[Stored data entries]
########
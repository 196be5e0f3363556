//! Front matter parsing for markdown articles.
//!
//! An article file starts with a YAML block fenced by `---` lines:
//!
//! ```text
//! ---
//! title: Hello
//! tags: [intro, meta]
//! category: notes/daily
//! date: 2024-05-01
//! ---
//! Body in markdown.
//! ```
//!
//! `title` is the only required key. Anything that fails to parse is
//! reported as [`Error::Parse`] so the caller can keep the last good entry.

use crate::types::{Article, ArticleInput, ArticleMeta};
use crate::{Error, Result};
use chrono::{DateTime, NaiveDate, NaiveDateTime, Utc};
use serde::{Deserialize, Serialize};
use sha2::{Digest, Sha256};
use std::path::{Component, Path, PathBuf};

/// Parses content files into [`Article`]s relative to a content root.
#[derive(Debug, Clone)]
pub struct FrontMatterParser {
    root: PathBuf,
    nested_categories: bool,
}

#[derive(Debug, Deserialize)]
struct RawFrontMatter {
    title: Option<String>,
    #[serde(default)]
    description: Option<String>,
    #[serde(default)]
    author: Option<String>,
    #[serde(default)]
    tags: Option<TagList>,
    #[serde(default)]
    category: Option<String>,
    #[serde(default)]
    draft: bool,
    #[serde(default)]
    date: Option<String>,
    #[serde(default, alias = "last_updated")]
    updated: Option<String>,
}

#[derive(Debug, Deserialize)]
#[serde(untagged)]
enum TagList {
    List(Vec<String>),
    Csv(String),
}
########
- _Work required_
Go through the records and show every line with the string "crate" in it.

- _Output of the task_
use crate::types::{Article, ArticleInput, ArticleMeta};
use crate::{Error, Result};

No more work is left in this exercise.